Blogs

¿Por qué nos acobardamos cuando más valientes deberíamos ser? (parte I)

La Razón
La RazónLa Razón

Dicen que no hay nada más peligroso que una fiera acorralada. Y si uno lo piensa, tiene mucha lógica, porque ¿qué mejor momento para sacar el coraje a relucir que cuando más hace falta? Ante situaciones desesperadas, medidas desesperadas. En los momentos de máxima tensión y exigencia es cuando se mide el valor de las personas, cuando hay que dar el do de pecho, cuando hay que tomar al toro por los cuernos, sacar lo mejor de uno mismo, al luchador que llevamos dentro... Podríamos seguir todo el día con este tipo de afirmaciones exaltando la habilidad de los seres humanos para tirar de heroísmo justo en el momento en que las cosas se ponen más difíciles... Si no fuera porque es, sencillamente, mentira.

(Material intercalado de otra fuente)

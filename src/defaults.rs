//! Default configuration constants for pitchsh.
//!
//! Shared by the config layer, the capture sources and the analysis loop so
//! that every component agrees on the same audio layout.

/// Default capture sample rate in Hz.
pub const SAMPLE_RATE: u32 = 48000;

/// Default analysis window length in samples.
///
/// One second of audio at the default rate, giving a bin width of 1 Hz.
pub const WINDOW_SIZE: usize = 48000;

/// Default polling interval of the analysis loop in milliseconds.
///
/// Far shorter than the window duration so detection is not delayed,
/// long enough to avoid busy-spinning.
pub const POLL_INTERVAL_MS: u64 = 15;

/// Width of one encoded sample: little-endian IEEE-754 single precision.
pub const SAMPLE_WIDTH: usize = 4;

/// Ring buffer capacity, in analysis windows.
///
/// `0` keeps every captured byte for the lifetime of the process.
pub const RING_WINDOWS: usize = 4;

/// Result line prefix written by the stdout sink.
pub const RESULT_PREFIX: &str = "Detected pitch:";
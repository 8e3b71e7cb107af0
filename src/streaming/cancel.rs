//! Cooperative, process-wide cancellation.

use std::sync::Arc;
use std::sync::atomic::{AtomicBool, Ordering};

/// Shared stop flag observed by every long-running participant.
///
/// Cloning yields another handle to the same flag. Once raised it stays
/// raised; there is no reset.
#[derive(Debug, Clone, Default)]
pub struct CancellationToken {
    cancelled: Arc<AtomicBool>,
}

impl CancellationToken {
    pub fn new() -> Self {
        Self::default()
    }

    /// Raises the flag. Returns `true` only for the call that raised it.
    pub fn cancel(&self) -> bool {
        !self.cancelled.swap(true, Ordering::SeqCst)
    }

    pub fn is_cancelled(&self) -> bool {
        self.cancelled.load(Ordering::SeqCst)
    }
}

#[cfg(test)]
mod tests {
    use super::*;

    #[test]
    fn token_starts_clear() {
        assert!(!CancellationToken::new().is_cancelled());
    }

    #[test]
    fn clones_share_the_flag() {
        let token = CancellationToken::new();
        let other = token.clone();

        assert!(other.cancel());
        assert!(token.is_cancelled());
    }

    #[test]
    fn only_first_cancel_reports_transition() {
        let token = CancellationToken::new();
        assert!(token.cancel());
        assert!(!token.cancel());
        assert!(token.is_cancelled());
    }
}
//! Error types for pitchsh.

use thiserror::Error;

/// Failure to turn a raw byte snapshot into samples.
///
/// Recovered by the analysis loop: the tick is skipped, never fatal.
#[derive(Error, Debug, Clone, PartialEq, Eq)]
pub enum DecodeError {
    #[error("Malformed frame length: {len} bytes is not a multiple of {width}")]
    MalformedLength { len: usize, width: usize },
}

#[derive(Error, Debug)]
pub enum PitchshError {
    // Configuration errors
    #[error("Configuration file not found at {path}")]
    ConfigFileNotFound { path: String },

    #[error("Invalid configuration value for {key}: {message}")]
    ConfigInvalidValue { key: String, message: String },

    #[error("Configuration error: {0}")]
    Config(#[from] toml::de::Error),

    // Audio capture errors
    #[error("Audio device not found: {device}")]
    AudioDeviceNotFound { device: String },

    #[error("Audio format mismatch: expected {expected}, got {actual}")]
    AudioFormatMismatch { expected: String, actual: String },

    #[error("Audio capture failed: {message}")]
    AudioCapture { message: String },

    // Output errors
    #[error("Result sink failed: {message}")]
    Sink { message: String },

    // General I/O errors
    #[error("I/O error: {0}")]
    Io(#[from] std::io::Error),

    #[error("{0}")]
    Other(String),
}

pub type Result<T> = std::result::Result<T, PitchshError>;
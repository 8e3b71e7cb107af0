use crate::defaults;
use crate::error::{PitchshError, Result};
use crate::streaming::AnalysisConfig;
use serde::{Deserialize, Serialize};
use std::fs;
use std::path::{Path, PathBuf};
use std::time::Duration;

/// Root configuration structure
#[derive(Debug, Clone, Serialize, Deserialize, PartialEq, Default)]
#[serde(default)]
pub struct Config {
    pub audio: AudioConfig,
    pub analysis: AnalysisSection,
}

/// Audio capture configuration
#[derive(Debug, Clone, Serialize, Deserialize, PartialEq)]
#[serde(default)]
pub struct AudioConfig {
    pub device: Option<String>,
    pub sample_rate: u32,
}

/// Analysis loop configuration
#[derive(Debug, Clone, Serialize, Deserialize, PartialEq)]
#[serde(default)]
pub struct AnalysisSection {
    /// Samples per analysis window.
    pub window_size: usize,
    pub poll_interval_ms: u64,
    /// Ring capacity in windows; 0 keeps all captured audio.
    pub ring_windows: usize,
}

impl Default for AudioConfig {
    fn default() -> Self {
        Self {
            device: None,
            sample_rate: defaults::SAMPLE_RATE,
        }
    }
}

impl Default for AnalysisSection {
    fn default() -> Self {
        Self {
            window_size: defaults::WINDOW_SIZE,
            poll_interval_ms: defaults::POLL_INTERVAL_MS,
            ring_windows: defaults::RING_WINDOWS,
        }
    }
}

impl Config {
    /// Load configuration from a TOML file
    ///
    /// Returns an error if the file contains invalid TOML.
    /// Missing fields will use default values.
    pub fn load(path: &Path) -> Result<Self> {
        let contents = fs::read_to_string(path)?;
        let config: Config = toml::from_str(&contents)?;
        Ok(config)
    }

    /// Load configuration from a file or return defaults if file doesn't exist
    ///
    /// Only returns defaults if the file is missing.
    /// Returns errors for invalid TOML.
    pub fn load_or_default(path: &Path) -> Result<Self> {
        match Self::load(path) {
            Err(PitchshError::Io(e)) if e.kind() == std::io::ErrorKind::NotFound => {
                log::debug!("No config at {}, using defaults", path.display());
                Ok(Self::default())
            }
            other => other,
        }
    }

    /// Resolve the configuration for a run.
    ///
    /// An explicitly requested file must exist; the default location may be
    /// absent.
    pub fn resolve(explicit: Option<&Path>) -> Result<Self> {
        match explicit {
            Some(path) if !path.exists() => Err(PitchshError::ConfigFileNotFound {
                path: path.display().to_string(),
            }),
            Some(path) => Self::load(path),
            None => Self::load_or_default(&Self::default_path()?),
        }
    }

    /// Apply environment variable overrides
    ///
    /// Supported environment variables:
    /// - PITCHSH_AUDIO_DEVICE → audio.device
    /// - PITCHSH_SAMPLE_RATE → audio.sample_rate
    /// - PITCHSH_POLL_INTERVAL_MS → analysis.poll_interval_ms
    ///
    /// Empty or unparsable values are ignored.
    pub fn with_env_overrides(mut self) -> Self {
        if let Ok(device) = std::env::var("PITCHSH_AUDIO_DEVICE")
            && !device.is_empty()
        {
            self.audio.device = Some(device);
        }

        if let Ok(rate) = std::env::var("PITCHSH_SAMPLE_RATE")
            && let Ok(rate) = rate.trim().parse::<u32>()
        {
            self.audio.sample_rate = rate;
        }

        if let Ok(interval) = std::env::var("PITCHSH_POLL_INTERVAL_MS")
            && let Ok(interval) = interval.trim().parse::<u64>()
        {
            self.analysis.poll_interval_ms = interval;
        }

        self
    }

    /// Reject values the analysis loop cannot work with.
    pub fn validate(&self) -> Result<()> {
        if self.audio.sample_rate == 0 {
            return Err(invalid("audio.sample_rate", "must be greater than 0"));
        }
        if self.analysis.window_size == 0 {
            return Err(invalid("analysis.window_size", "must be greater than 0"));
        }
        if self.analysis.poll_interval_ms == 0 {
            return Err(invalid("analysis.poll_interval_ms", "must be greater than 0"));
        }
        Ok(())
    }

    pub fn poll_interval(&self) -> Duration {
        Duration::from_millis(self.analysis.poll_interval_ms)
    }

    /// Settings for the analysis loop.
    pub fn analysis_config(&self) -> AnalysisConfig {
        AnalysisConfig {
            sample_rate: self.audio.sample_rate,
            window_size: self.analysis.window_size,
            poll_interval: self.poll_interval(),
        }
    }

    /// Serialize the effective configuration back to TOML.
    pub fn to_toml(&self) -> Result<String> {
        toml::to_string_pretty(self).map_err(|e| PitchshError::Other(e.to_string()))
    }

    /// Get the default configuration file path
    ///
    /// Returns ~/.config/pitchsh/config.toml on Linux
    pub fn default_path() -> Result<PathBuf> {
        dirs::config_dir()
            .map(|dir| dir.join("pitchsh").join("config.toml"))
            .ok_or_else(|| PitchshError::Other("Could not determine config directory".to_string()))
    }
}

fn invalid(key: &str, message: &str) -> PitchshError {
    PitchshError::ConfigInvalidValue {
        key: key.to_string(),
        message: message.to_string(),
    }
}

#[cfg(test)]
mod tests {
    use super::*;
    use std::io::Write;
    use std::sync::Mutex;
    use tempfile::NamedTempFile;

    // Mutex to serialize tests that modify environment variables
    static ENV_LOCK: Mutex<()> = Mutex::new(());

    // SAFETY: These helpers are only used in tests with ENV_LOCK held,
    // ensuring no concurrent access to environment variables.
    fn set_env(key: &str, value: &str) {
        unsafe { std::env::set_var(key, value) }
    }

    fn remove_env(key: &str) {
        unsafe { std::env::remove_var(key) }
    }

    fn clear_pitchsh_env() {
        remove_env("PITCHSH_AUDIO_DEVICE");
        remove_env("PITCHSH_SAMPLE_RATE");
        remove_env("PITCHSH_POLL_INTERVAL_MS");
    }

    fn temp_config(contents: &str) -> NamedTempFile {
        let mut temp_file = NamedTempFile::new().unwrap();
        temp_file.write_all(contents.as_bytes()).unwrap();
        temp_file
    }

    #[test]
    fn test_default_config_has_correct_values() {
        let config = Config::default();

        assert_eq!(config.audio.device, None);
        assert_eq!(config.audio.sample_rate, 48000);
        assert_eq!(config.analysis.window_size, 48000);
        assert_eq!(config.analysis.poll_interval_ms, 15);
        assert_eq!(config.analysis.ring_windows, 4);
        assert!(config.validate().is_ok());
    }

    #[test]
    fn test_load_from_toml_file() {
        let temp_file = temp_config(
            r#"
            [audio]
            device = "hw:0,0"
            sample_rate = 44100

            [analysis]
            window_size = 4096
            poll_interval_ms = 30
            ring_windows = 0
        "#,
        );

        let config = Config::load(temp_file.path()).unwrap();

        assert_eq!(config.audio.device, Some("hw:0,0".to_string()));
        assert_eq!(config.audio.sample_rate, 44100);
        assert_eq!(config.analysis.window_size, 4096);
        assert_eq!(config.analysis.poll_interval_ms, 30);
        assert_eq!(config.analysis.ring_windows, 0);
    }

    #[test]
    fn test_load_partial_config_uses_defaults() {
        let temp_file = temp_config(
            r#"
            [analysis]
            window_size = 8192
        "#,
        );

        let config = Config::load(temp_file.path()).unwrap();

        assert_eq!(config.analysis.window_size, 8192);
        assert_eq!(config.analysis.poll_interval_ms, 15);
        assert_eq!(config.audio, AudioConfig::default());
    }

    #[test]
    fn test_env_override_device() {
        let _lock = ENV_LOCK.lock().unwrap();
        clear_pitchsh_env();

        set_env("PITCHSH_AUDIO_DEVICE", "hw:1,0");
        let config = Config::default().with_env_overrides();

        assert_eq!(config.audio.device, Some("hw:1,0".to_string()));
        assert_eq!(config.audio.sample_rate, 48000);

        clear_pitchsh_env();
    }

    #[test]
    fn test_env_override_numbers() {
        let _lock = ENV_LOCK.lock().unwrap();
        clear_pitchsh_env();

        set_env("PITCHSH_SAMPLE_RATE", "44100");
        set_env("PITCHSH_POLL_INTERVAL_MS", " 20 ");
        let config = Config::default().with_env_overrides();

        assert_eq!(config.audio.sample_rate, 44100);
        assert_eq!(config.analysis.poll_interval_ms, 20);

        clear_pitchsh_env();
    }

    #[test]
    fn test_env_override_empty_or_garbage_ignored() {
        let _lock = ENV_LOCK.lock().unwrap();
        clear_pitchsh_env();

        set_env("PITCHSH_AUDIO_DEVICE", "");
        set_env("PITCHSH_SAMPLE_RATE", "fast");
        set_env("PITCHSH_POLL_INTERVAL_MS", "");
        let config = Config::default().with_env_overrides();

        assert_eq!(config, Config::default());

        clear_pitchsh_env();
    }

    #[test]
    fn test_invalid_toml_returns_error() {
        let temp_file = temp_config(
            r#"
            [audio
            device = "broken
        "#,
        );

        let result = Config::load(temp_file.path());

        assert!(matches!(result, Err(PitchshError::Config(_))));
    }

    #[test]
    fn test_default_path_is_xdg_compliant() {
        let Ok(path) = Config::default_path() else {
            return;
        };
        let path_str = path.to_string_lossy();

        assert!(path_str.contains("pitchsh"));
        assert!(path_str.ends_with("config.toml"));
    }

    #[test]
    fn test_load_or_default_returns_default_for_missing_file() {
        let missing_path = Path::new("/tmp/nonexistent_pitchsh_config_12345.toml");
        let config = Config::load_or_default(missing_path).unwrap();

        assert_eq!(config, Config::default());
    }

    #[test]
    fn test_load_or_default_errors_on_invalid_toml() {
        let temp_file = temp_config("sample_rate = [");

        assert!(Config::load_or_default(temp_file.path()).is_err());
    }

    #[test]
    fn test_resolve_rejects_missing_explicit_path() {
        let missing_path = Path::new("/tmp/nonexistent_pitchsh_config_67890.toml");

        let result = Config::resolve(Some(missing_path));

        assert!(matches!(result, Err(PitchshError::ConfigFileNotFound { .. })));
    }

    #[test]
    fn test_validate_rejects_zero_values() {
        let mut config = Config::default();
        config.analysis.window_size = 0;
        let err = config.validate().unwrap_err();
        assert!(err.to_string().contains("analysis.window_size"));

        let mut config = Config::default();
        config.audio.sample_rate = 0;
        assert!(config.validate().is_err());

        let mut config = Config::default();
        config.analysis.poll_interval_ms = 0;
        assert!(config.validate().is_err());
    }

    #[test]
    fn test_analysis_config_mirrors_sections() {
        let mut config = Config::default();
        config.audio.sample_rate = 22050;
        config.analysis.window_size = 2048;
        config.analysis.poll_interval_ms = 40;

        let analysis = config.analysis_config();

        assert_eq!(analysis.sample_rate, 22050);
        assert_eq!(analysis.window_size, 2048);
        assert_eq!(analysis.poll_interval, Duration::from_millis(40));
    }

    #[test]
    fn test_toml_round_trip_preserves_config() {
        let mut config = Config::default();
        config.audio.device = Some("pulse".to_string());

        let text = config.to_toml().unwrap();
        let parsed: Config = toml::from_str(&text).unwrap();

        assert_eq!(parsed, config);
    }
}
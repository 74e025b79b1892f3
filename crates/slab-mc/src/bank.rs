// ─────────────────────────────────────────────────────────────────────
// SCPN Slab MC — Bank Source
// © 1998–2026 Miroslav Šotek. All rights reserved.
// Contact: www.anulum.li | protoscience@anulum.li
// ORCID: https://orcid.org/0009-0009-3560-0851
// License: GNU AGPL v3 | Commercial licensing available
// ─────────────────────────────────────────────────────────────────────
//! Site-bank fission source: an explicit list of fission sites.

use ndarray::Array1;
use slab_geometry::{Field, Mesh};
use slab_types::error::{SlabError, SlabResult};

use crate::particle::Particle;
use crate::rng::RngStream;
use crate::source::FissionSource;

/// One banked fission site. The stored weight only contributes its sign
/// and absolute value; sampled particles always restart at unit
/// magnitude.
#[derive(Debug, Clone, Copy)]
struct Site {
    x: f64,
    y: f64,
    z: f64,
    weight: f64,
}

/// Fission source holding individual sites.
///
/// The bank keeps a logical length separate from its backing storage:
/// `reset` rewinds the length to zero without dropping the allocation, so
/// steady-state cycles stop allocating once the population peaks.
#[derive(Debug, Clone)]
pub struct BankSource {
    sites: Vec<Site>,
    len: usize,
    rng: RngStream,
}

impl BankSource {
    /// Empty bank drawing its sampling randomness from `(seed, stream)`.
    pub fn new(seed: u64, stream: u64) -> Self {
        BankSource {
            sites: Vec::new(),
            len: 0,
            rng: RngStream::new(seed, stream),
        }
    }

    /// Populate a bank by sampling `count` sites from a per-zone weight
    /// field. Sites land uniformly within their zone; each carries the
    /// sign of its zone's weight at unit magnitude.
    pub fn from_field(
        field: &Field<f64>,
        mesh: &Mesh,
        seed: u64,
        stream: u64,
        count: usize,
    ) -> SlabResult<Self> {
        let total = field.abs_total();
        if total <= 0.0 {
            return Err(SlabError::EmptySource);
        }
        let mut cdf = Vec::with_capacity(field.len());
        let mut running = 0.0;
        for value in field.iter() {
            running += value.abs() / total;
            cdf.push(running);
        }
        let mut source = BankSource::new(seed, stream);
        source.sites.reserve(count);
        for _ in 0..count {
            let xi = source.rng.uniform();
            let idx = cdf.partition_point(|&c| c < xi).min(cdf.len() - 1);
            let id = mesh
                .zone_id(idx)
                .ok_or_else(|| SlabError::Config(format!("zone index {idx} out of range")))?;
            let (left, right) = mesh.zone_interval(id);
            let x = left + source.rng.uniform() * (right - left);
            let weight = if field[id] < 0.0 { -1.0 } else { 1.0 };
            source.sites.push(Site {
                x,
                y: 0.0,
                z: 0.0,
                weight,
            });
            source.len += 1;
        }
        Ok(source)
    }

    /// Number of live sites.
    pub fn len(&self) -> usize {
        self.len
    }

    pub fn is_empty(&self) -> bool {
        self.len == 0
    }

    /// Backing storage size, which never shrinks across `reset`.
    pub fn capacity(&self) -> usize {
        self.sites.capacity()
    }

    /// Signed per-zone weight histogram of the live sites.
    pub fn discretized(&self, mesh: &Mesh) -> SlabResult<Array1<f64>> {
        let mut shape = Array1::zeros(mesh.num_zones());
        for site in &self.sites[..self.len] {
            let id = mesh.locate(site.x)?;
            shape[id.index()] += site.weight;
        }
        Ok(shape)
    }

    fn push_site(&mut self, site: Site) {
        if self.len < self.sites.len() {
            self.sites[self.len] = site;
        } else {
            self.sites.push(site);
        }
        self.len += 1;
    }
}

impl FissionSource for BankSource {
    /// Pick a live site uniformly (with replacement) and restart the
    /// particle there with weight ±1.
    fn sample(&mut self, particle: &mut Particle) -> SlabResult<()> {
        if self.len == 0 {
            return Err(SlabError::EmptySource);
        }
        let site = self.sites[self.rng.uniform_int(0, self.len - 1)];
        particle.set_position(site.x, site.y, site.z);
        particle.set_weight(if site.weight < 0.0 { -1.0 } else { 1.0 });
        particle.set_direction_isotropic();
        Ok(())
    }

    fn score(&mut self, particle: &Particle, count: f64) -> SlabResult<()> {
        let copies = count.max(0.0) as u64;
        let site = Site {
            x: particle.x(),
            y: particle.y(),
            z: particle.z(),
            weight: if particle.weight() < 0.0 { -1.0 } else { 1.0 },
        };
        for _ in 0..copies {
            self.push_site(site);
        }
        Ok(())
    }

    fn magnitude(&self) -> f64 {
        self.sites[..self.len].iter().map(|s| s.weight.abs()).sum()
    }

    fn reset(&mut self) {
        self.len = 0;
    }

    fn shape(&self, mesh: &Mesh) -> SlabResult<Array1<f64>> {
        self.discretized(mesh)
    }

    fn empty_like(&self) -> Self {
        BankSource {
            sites: Vec::with_capacity(self.sites.capacity()),
            len: 0,
            rng: self.rng.substream(self.rng.stream() + 1),
        }
    }
}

Sí, la pura verdad es que somos tirando a cobardes. Nadie lo diría teniendo en cuenta las cotas que ha alcanzado la humanidad, lo guerreros que hemos sido o que hemos llegado hasta la mismísima Luna. ¿Nos habremos vuelto timoratos con el tiempo? No nada de eso, en realidad, nunca hemos sido valientes. Es decir, biológicamente no estamos diseñados para serlo. En nuestro cerebro existe una amígdala, la amígdala del miedo, que se pone en funcionamiento cada vez que detecta una amenaza y cuyo efecto principal es justo el contrario al que nos referíamos al comienzo de este post. Es decir, hace que nuestro primer impulso sea comportarnos de una manera contenida y tomando pocos riesgos, que nuestra primera idea sea: “ante situaciones desesperadas, medidas cautelosas”.

Científicamente hablando, la amígdala es una estructura subcortical que se encuentra en la zona interna del lóbulo temporal medial de nuestro cerebro. Forma parte del sistema límbico, también conocido como cerebro emocional, responsable de regular las respuestas fisiológicas del cuerpo ante determinados estímulos. Esa pequeña estructura es la responsable de buena parte de nuestras precauciones y de que ante un determinado estímulo muchas veces optemos por la alternativa menos arriesgada.

No deberíamos ser demasiado duros con la amígdala del miedo, al fin y al cabo, es la responsable en buena medida de hayamos llegado tan lejos como especie. Unos animales no muy fuertes, no muy rápidos, no muy hábiles en el agua, incapaces de volar, con poca resistencia al frio o al calor, sin apenas pelo en el cuerpo, con dientes pequeños y uñas quebradizas en lugar de garras. Si la amígdala no hubiera hecho su trabajo evitando que nos metiéramos en líos ante el entorno hostil en el que nos ha tocado vivir, hace siglos que nos habríamos extinguido.

El problema es que ese mismo mecanismo de defensa, en ocasiones, nos sobreprotege, impidiéndonos responder de la manera en que sabemos o podemos ante un determinado estímulo o desafío. Es cuando nos asaltan las dudas y empezamos a cuestionarnos nuestra propia capacidad. Cuando nos atacan pensamientos sombríos como el “no sé si podré” o el “no me veo capaz”. Nos dejamos conquistar por el miedo y no nos atrevemos a dar ese salto que el fondo de nuestro ser sabemos que deberíamos dar.

Que no cunda el pánico. A todos nos ha sucedido eso alguna vez. Es perfectamente normal, ya que, repito, estamos diseñados biológicamente para ello. Lo importante es saber identificar esos frenos y tratar de escapar de su influjo. Pero antes de antes de pasar a analizar posibles mecanismos de desactivación, conviene hacer una distinción entre los diferentes tipos de miedos. Por un lado está el miedo que nos pone en estado de alerta y nos predispone para la acción. Ese tipo de miedo es positivo, ya que lo que hace es aumentar nuestro nivel de concentración y nos ayuda a poner el foco en la tarea a la que nos enfrentamos. También nos hace ser más conscientes de los posibles riesgos y consecuencias de nuestras acciones, con lo que nos impide comportarnos de manera temeraria o irresponsable.

El verdaderamente problemático es otro tipo de miedo al que podríamos llamar “temor tóxico”, que lo que hace es una previsión negativa de nuestras acciones, es decir anticipa un fracaso de algo que ni siquiera hemos acometido todavía. A ese tipo de temor, nos referiremos en la segunda parte de este post.